* **WORK REQUIRED**
Below are the records; count how many of their lines carry "Option" and give only the number.

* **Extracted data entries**
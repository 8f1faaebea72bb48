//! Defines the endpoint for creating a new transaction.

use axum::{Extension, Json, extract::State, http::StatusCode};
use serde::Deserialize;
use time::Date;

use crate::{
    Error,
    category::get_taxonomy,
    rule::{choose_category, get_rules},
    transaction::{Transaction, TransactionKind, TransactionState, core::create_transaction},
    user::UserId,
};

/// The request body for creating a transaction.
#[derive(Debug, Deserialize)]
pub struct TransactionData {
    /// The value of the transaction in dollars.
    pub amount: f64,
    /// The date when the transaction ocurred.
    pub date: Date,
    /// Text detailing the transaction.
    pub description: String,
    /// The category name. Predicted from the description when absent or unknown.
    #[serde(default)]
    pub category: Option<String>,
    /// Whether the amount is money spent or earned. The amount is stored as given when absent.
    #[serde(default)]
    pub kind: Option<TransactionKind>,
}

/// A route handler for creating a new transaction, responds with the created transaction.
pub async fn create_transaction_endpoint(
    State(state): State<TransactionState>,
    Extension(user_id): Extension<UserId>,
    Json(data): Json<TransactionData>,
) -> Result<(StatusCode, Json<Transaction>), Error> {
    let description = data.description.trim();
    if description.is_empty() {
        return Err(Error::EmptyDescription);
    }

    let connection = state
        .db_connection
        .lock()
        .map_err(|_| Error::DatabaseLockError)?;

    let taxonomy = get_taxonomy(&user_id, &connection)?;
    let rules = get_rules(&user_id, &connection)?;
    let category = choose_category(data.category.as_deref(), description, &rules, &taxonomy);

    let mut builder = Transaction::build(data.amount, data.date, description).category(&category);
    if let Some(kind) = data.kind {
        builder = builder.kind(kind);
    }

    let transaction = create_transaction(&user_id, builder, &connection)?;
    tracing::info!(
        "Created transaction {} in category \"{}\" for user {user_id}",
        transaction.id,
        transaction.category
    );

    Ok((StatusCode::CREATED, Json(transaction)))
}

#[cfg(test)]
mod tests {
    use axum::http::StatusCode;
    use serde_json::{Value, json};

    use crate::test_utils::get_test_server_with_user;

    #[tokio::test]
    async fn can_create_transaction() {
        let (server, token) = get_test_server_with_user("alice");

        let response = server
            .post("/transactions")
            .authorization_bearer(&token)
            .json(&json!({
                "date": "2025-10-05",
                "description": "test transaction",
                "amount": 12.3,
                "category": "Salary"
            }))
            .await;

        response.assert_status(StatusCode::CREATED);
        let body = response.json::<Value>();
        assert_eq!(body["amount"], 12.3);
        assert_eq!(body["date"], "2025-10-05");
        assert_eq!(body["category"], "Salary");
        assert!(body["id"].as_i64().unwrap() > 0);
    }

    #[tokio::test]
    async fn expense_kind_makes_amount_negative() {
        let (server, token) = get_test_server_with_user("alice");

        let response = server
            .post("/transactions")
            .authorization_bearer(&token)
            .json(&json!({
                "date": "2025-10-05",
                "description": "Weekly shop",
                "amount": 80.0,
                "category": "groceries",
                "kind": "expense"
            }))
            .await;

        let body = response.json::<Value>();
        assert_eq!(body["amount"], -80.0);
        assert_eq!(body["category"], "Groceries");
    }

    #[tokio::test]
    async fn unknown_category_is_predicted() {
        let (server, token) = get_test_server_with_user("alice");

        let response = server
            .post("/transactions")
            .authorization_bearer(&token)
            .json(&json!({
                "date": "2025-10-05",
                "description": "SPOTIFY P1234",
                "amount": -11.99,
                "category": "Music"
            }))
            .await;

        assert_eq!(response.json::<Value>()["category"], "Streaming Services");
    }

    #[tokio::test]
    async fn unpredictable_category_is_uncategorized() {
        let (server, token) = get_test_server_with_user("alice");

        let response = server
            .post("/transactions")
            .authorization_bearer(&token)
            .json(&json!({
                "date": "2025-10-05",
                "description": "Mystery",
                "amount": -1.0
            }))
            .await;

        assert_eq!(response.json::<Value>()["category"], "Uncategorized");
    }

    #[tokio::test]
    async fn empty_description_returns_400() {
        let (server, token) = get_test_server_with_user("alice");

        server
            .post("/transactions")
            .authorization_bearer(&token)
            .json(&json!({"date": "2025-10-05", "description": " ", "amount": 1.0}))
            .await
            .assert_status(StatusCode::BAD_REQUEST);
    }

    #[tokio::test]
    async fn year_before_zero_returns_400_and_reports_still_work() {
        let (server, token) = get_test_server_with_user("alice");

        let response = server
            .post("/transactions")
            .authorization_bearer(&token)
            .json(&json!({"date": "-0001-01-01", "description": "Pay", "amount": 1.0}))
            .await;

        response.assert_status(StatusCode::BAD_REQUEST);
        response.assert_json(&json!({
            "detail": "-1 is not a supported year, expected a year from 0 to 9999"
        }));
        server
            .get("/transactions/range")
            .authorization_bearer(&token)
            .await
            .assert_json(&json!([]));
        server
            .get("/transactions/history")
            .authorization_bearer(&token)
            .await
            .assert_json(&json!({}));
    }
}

* **RESPONSE BOX**
2